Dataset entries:
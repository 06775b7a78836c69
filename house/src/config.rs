use arcade_types::Token;
use rand::{rngs::OsRng, RngCore};
use rust_decimal::Decimal;
use serde::Serialize;
use std::fmt;
use std::path::PathBuf;
use std::time::Duration;

pub const DEFAULT_MIN_BET: Decimal = Decimal::from_parts(1, 0, 0, false, 2);
pub const DEFAULT_MAX_BET: Decimal = Decimal::from_parts(10_000, 0, 0, false, 0);
pub const DEFAULT_ROUND_TTL_SECS: u64 = 600;
pub const DEFAULT_PERSISTENCE_BUFFER: usize = 1_024;
pub const DEFAULT_WAGER_HISTORY_LIMIT: usize = 100_000;
pub const DEFAULT_HTTP_RATE_LIMIT_PER_SECOND: u64 = 50;
pub const DEFAULT_HTTP_RATE_LIMIT_BURST: u32 = 100;
pub const DEFAULT_HTTP_BODY_LIMIT_BYTES: usize = 16 * 1024;

/// Length of the house secret in bytes.
pub const HOUSE_SECRET_LEN: usize = 32;

/// Secret that every round's reveal is derived from.
#[derive(Clone, PartialEq, Eq)]
pub struct HouseSecret([u8; HOUSE_SECRET_LEN]);

impl HouseSecret {
    pub fn new(bytes: [u8; HOUSE_SECRET_LEN]) -> Self {
        Self(bytes)
    }

    pub fn generate() -> Self {
        let mut bytes = [0u8; HOUSE_SECRET_LEN];
        OsRng.fill_bytes(&mut bytes);
        Self(bytes)
    }

    /// Parse a hex encoded secret (an optional `0x` prefix is accepted).
    pub fn from_hex(value: &str) -> Option<Self> {
        let trimmed = value.trim();
        let trimmed = trimmed.strip_prefix("0x").unwrap_or(trimmed);
        let bytes = commonware_utils::from_hex(trimmed)?;
        let bytes: [u8; HOUSE_SECRET_LEN] = bytes.try_into().ok()?;
        Some(Self(bytes))
    }

    pub fn as_bytes(&self) -> &[u8] {
        &self.0
    }
}

impl fmt::Debug for HouseSecret {
    fn fmt(&self, f: &mut fmt::Formatter<'_>) -> fmt::Result {
        f.write_str("HouseSecret(..)")
    }
}

#[derive(Clone, Debug, Serialize)]
pub struct HouseConfig {
    /// Credit canonical payouts to the ledger. When disabled, payouts are recorded as deferred.
    pub payouts_enabled: bool,
    pub min_bet: Decimal,
    pub max_bet: Option<Decimal>,
    /// Tokens accepted for wagers, deposits and withdrawals (empty accepts any).
    pub allowed_tokens: Vec<Token>,
    pub round_ttl_secs: u64,
    pub persistence_path: Option<PathBuf>,
    pub persistence_buffer: Option<usize>,
    pub wager_history_limit: Option<usize>,
    pub http_rate_limit_per_second: Option<u64>,
    pub http_rate_limit_burst: Option<u32>,
    pub http_body_limit_bytes: Option<usize>,
    /// Browser origins allowed to call the house (`*` allows any).
    pub allowed_origins: Vec<String>,
    /// Admit requests that carry no `Origin` header.
    pub allow_no_origin: bool,
    /// Bearer token guarding `/metrics` (open when unset).
    #[serde(skip)]
    pub metrics_token: Option<String>,
    #[serde(skip)]
    pub house_secret: HouseSecret,
}

impl Default for HouseConfig {
    fn default() -> Self {
        Self {
            payouts_enabled: false,
            min_bet: DEFAULT_MIN_BET,
            max_bet: Some(DEFAULT_MAX_BET),
            allowed_tokens: Vec::new(),
            round_ttl_secs: DEFAULT_ROUND_TTL_SECS,
            persistence_path: None,
            persistence_buffer: Some(DEFAULT_PERSISTENCE_BUFFER),
            wager_history_limit: Some(DEFAULT_WAGER_HISTORY_LIMIT),
            http_rate_limit_per_second: Some(DEFAULT_HTTP_RATE_LIMIT_PER_SECOND),
            http_rate_limit_burst: Some(DEFAULT_HTTP_RATE_LIMIT_BURST),
            http_body_limit_bytes: Some(DEFAULT_HTTP_BODY_LIMIT_BYTES),
            allowed_origins: Vec::new(),
            allow_no_origin: false,
            metrics_token: None,
            house_secret: HouseSecret::generate(),
        }
    }
}

impl HouseConfig {
    pub fn round_ttl(&self) -> Duration {
        Duration::from_secs(self.round_ttl_secs.max(1))
    }

    /// How often open rounds are checked for expiry.
    pub fn expiry_sweep_interval(&self) -> Duration {
        Duration::from_secs((self.round_ttl_secs / 10).clamp(1, 60))
    }

    pub fn persistence_buffer_capacity(&self) -> usize {
        self.persistence_buffer
            .unwrap_or(DEFAULT_PERSISTENCE_BUFFER)
            .max(1)
    }

    pub fn accepts_token(&self, token: &Token) -> bool {
        self.allowed_tokens.is_empty() || self.allowed_tokens.contains(token)
    }
}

● WHAT THIS TASK INVOLVES
Copy every line where the word "struct" is present in the entries above.

● TASK OUTPUT
pub struct HouseSecret([u8; HOUSE_SECRET_LEN]);
pub struct HouseConfig {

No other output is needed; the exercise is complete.